■ Task goal:
Below is a listing. Write out exactly its lines between the one holding "return Err(StoreError::AmbiguousPrefix(prefix.to_owned()));" and the one holding "never blocks writers.", inclusive.

■ Provided material:
[Start of section]

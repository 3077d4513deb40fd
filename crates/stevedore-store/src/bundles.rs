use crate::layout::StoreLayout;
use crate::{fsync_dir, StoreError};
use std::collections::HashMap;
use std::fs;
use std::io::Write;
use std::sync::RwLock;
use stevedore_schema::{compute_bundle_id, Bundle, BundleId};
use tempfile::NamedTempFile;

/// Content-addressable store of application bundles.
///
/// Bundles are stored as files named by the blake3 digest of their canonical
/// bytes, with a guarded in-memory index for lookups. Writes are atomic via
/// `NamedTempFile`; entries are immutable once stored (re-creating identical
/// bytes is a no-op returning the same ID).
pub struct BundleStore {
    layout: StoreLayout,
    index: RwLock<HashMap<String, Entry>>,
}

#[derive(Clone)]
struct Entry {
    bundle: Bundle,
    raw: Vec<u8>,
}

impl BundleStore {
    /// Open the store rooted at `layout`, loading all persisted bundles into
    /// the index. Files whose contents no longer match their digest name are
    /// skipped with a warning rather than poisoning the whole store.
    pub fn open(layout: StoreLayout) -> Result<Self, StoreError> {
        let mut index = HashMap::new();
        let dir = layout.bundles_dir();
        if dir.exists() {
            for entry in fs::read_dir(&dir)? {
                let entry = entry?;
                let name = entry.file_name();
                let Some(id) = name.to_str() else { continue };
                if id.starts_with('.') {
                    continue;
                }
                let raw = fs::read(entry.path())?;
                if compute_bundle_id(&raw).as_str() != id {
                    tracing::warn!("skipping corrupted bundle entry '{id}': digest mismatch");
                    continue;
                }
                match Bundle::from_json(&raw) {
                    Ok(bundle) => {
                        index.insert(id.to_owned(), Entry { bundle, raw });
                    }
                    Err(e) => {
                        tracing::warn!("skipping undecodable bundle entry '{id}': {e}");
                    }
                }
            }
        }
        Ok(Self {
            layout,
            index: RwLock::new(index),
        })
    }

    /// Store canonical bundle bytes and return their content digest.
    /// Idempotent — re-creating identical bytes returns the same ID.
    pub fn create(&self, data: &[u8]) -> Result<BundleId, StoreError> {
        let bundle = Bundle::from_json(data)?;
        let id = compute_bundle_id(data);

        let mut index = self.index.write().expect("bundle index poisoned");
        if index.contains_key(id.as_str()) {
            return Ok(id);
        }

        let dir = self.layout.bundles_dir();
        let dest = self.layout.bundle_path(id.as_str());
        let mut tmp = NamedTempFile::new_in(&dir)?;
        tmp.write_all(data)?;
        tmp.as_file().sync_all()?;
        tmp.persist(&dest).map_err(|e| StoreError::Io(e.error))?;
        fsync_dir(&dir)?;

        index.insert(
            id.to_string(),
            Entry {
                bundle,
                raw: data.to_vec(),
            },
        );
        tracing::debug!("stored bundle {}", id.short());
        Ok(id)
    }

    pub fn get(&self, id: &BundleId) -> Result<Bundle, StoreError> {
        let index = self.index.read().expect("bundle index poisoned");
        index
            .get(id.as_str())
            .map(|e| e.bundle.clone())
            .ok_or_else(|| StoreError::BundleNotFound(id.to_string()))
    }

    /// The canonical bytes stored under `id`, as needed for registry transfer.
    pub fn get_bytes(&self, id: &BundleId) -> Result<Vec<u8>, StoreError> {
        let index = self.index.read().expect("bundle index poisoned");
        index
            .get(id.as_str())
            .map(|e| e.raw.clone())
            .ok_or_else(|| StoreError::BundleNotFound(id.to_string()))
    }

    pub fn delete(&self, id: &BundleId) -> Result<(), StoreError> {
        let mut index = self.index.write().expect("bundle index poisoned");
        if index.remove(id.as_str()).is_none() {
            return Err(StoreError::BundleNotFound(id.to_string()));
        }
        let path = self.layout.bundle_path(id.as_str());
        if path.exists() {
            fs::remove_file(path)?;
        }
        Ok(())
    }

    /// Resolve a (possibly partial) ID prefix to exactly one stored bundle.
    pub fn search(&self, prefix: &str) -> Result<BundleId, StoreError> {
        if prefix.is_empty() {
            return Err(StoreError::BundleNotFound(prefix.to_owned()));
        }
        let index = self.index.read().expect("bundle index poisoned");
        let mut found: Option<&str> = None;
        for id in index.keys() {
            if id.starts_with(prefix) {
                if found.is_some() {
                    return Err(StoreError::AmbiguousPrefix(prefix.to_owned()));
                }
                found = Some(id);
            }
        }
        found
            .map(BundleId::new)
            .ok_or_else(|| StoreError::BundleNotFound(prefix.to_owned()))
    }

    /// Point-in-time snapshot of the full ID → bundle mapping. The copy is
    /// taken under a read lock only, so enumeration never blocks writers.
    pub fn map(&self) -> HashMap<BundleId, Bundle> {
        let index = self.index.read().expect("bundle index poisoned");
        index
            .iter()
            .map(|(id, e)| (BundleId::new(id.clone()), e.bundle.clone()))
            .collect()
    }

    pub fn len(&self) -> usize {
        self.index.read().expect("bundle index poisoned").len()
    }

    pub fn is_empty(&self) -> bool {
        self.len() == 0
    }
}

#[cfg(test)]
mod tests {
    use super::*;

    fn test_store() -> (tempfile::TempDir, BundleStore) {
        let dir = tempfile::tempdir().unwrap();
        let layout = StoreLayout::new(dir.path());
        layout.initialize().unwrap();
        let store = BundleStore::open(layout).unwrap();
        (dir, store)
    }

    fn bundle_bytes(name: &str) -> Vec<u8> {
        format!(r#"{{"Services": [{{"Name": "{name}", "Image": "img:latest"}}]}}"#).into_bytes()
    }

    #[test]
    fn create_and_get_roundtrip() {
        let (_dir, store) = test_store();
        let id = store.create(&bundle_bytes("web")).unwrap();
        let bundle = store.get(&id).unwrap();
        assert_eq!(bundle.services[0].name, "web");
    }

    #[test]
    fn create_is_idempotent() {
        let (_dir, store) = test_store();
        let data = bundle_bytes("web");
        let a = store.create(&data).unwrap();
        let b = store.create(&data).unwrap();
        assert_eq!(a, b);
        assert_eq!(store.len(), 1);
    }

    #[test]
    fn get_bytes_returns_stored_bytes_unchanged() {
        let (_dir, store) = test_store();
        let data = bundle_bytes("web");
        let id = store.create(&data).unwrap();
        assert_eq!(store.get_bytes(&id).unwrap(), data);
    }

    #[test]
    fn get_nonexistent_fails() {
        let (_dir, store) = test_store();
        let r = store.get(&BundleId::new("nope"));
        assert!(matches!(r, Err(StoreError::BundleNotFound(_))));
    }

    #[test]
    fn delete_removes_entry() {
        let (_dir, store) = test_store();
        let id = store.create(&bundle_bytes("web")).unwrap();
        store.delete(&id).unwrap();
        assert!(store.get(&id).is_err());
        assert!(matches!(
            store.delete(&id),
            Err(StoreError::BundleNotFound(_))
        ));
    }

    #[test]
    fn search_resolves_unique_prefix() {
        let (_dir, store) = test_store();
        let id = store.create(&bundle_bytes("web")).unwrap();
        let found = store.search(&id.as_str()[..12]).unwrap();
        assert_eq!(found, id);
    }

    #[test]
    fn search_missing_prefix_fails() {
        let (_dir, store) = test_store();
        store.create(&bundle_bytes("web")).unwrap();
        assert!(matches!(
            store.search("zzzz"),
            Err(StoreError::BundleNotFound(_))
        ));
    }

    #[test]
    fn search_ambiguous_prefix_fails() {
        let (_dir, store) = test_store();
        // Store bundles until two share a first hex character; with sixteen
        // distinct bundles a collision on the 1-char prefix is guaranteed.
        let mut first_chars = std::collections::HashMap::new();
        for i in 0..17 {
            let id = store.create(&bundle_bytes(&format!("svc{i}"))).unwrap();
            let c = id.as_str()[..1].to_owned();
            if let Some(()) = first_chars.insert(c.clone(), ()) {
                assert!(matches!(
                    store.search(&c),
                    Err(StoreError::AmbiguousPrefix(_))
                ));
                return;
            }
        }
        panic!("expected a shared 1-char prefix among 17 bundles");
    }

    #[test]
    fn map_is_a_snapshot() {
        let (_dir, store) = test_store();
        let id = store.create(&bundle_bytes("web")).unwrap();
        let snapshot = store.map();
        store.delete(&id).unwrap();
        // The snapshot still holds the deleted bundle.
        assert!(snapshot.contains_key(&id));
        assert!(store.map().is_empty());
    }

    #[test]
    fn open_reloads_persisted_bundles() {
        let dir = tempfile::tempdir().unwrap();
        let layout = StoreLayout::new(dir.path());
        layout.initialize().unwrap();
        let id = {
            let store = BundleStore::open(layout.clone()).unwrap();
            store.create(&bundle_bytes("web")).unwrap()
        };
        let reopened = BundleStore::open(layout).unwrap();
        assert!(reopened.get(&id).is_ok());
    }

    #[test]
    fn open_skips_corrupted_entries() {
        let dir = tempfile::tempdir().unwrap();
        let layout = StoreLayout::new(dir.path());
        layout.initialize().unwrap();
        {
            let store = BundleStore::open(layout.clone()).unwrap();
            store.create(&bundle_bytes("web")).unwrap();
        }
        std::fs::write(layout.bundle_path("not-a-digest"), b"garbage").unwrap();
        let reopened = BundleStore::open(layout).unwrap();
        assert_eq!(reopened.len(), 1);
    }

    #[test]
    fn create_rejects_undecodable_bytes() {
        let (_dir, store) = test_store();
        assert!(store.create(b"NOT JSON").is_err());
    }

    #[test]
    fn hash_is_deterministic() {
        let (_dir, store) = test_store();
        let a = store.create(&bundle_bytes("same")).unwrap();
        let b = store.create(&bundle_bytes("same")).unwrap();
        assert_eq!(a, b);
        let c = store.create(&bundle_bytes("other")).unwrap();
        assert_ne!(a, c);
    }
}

[End of section]

■ Answer space:
                    return Err(StoreError::AmbiguousPrefix(prefix.to_owned()));
                }
                found = Some(id);
            }
        }
        found
            .map(BundleId::new)
            .ok_or_else(|| StoreError::BundleNotFound(prefix.to_owned()))
    }

    /// Point-in-time snapshot of the full ID → bundle mapping. The copy is
    /// taken under a read lock only, so enumeration never blocks writers.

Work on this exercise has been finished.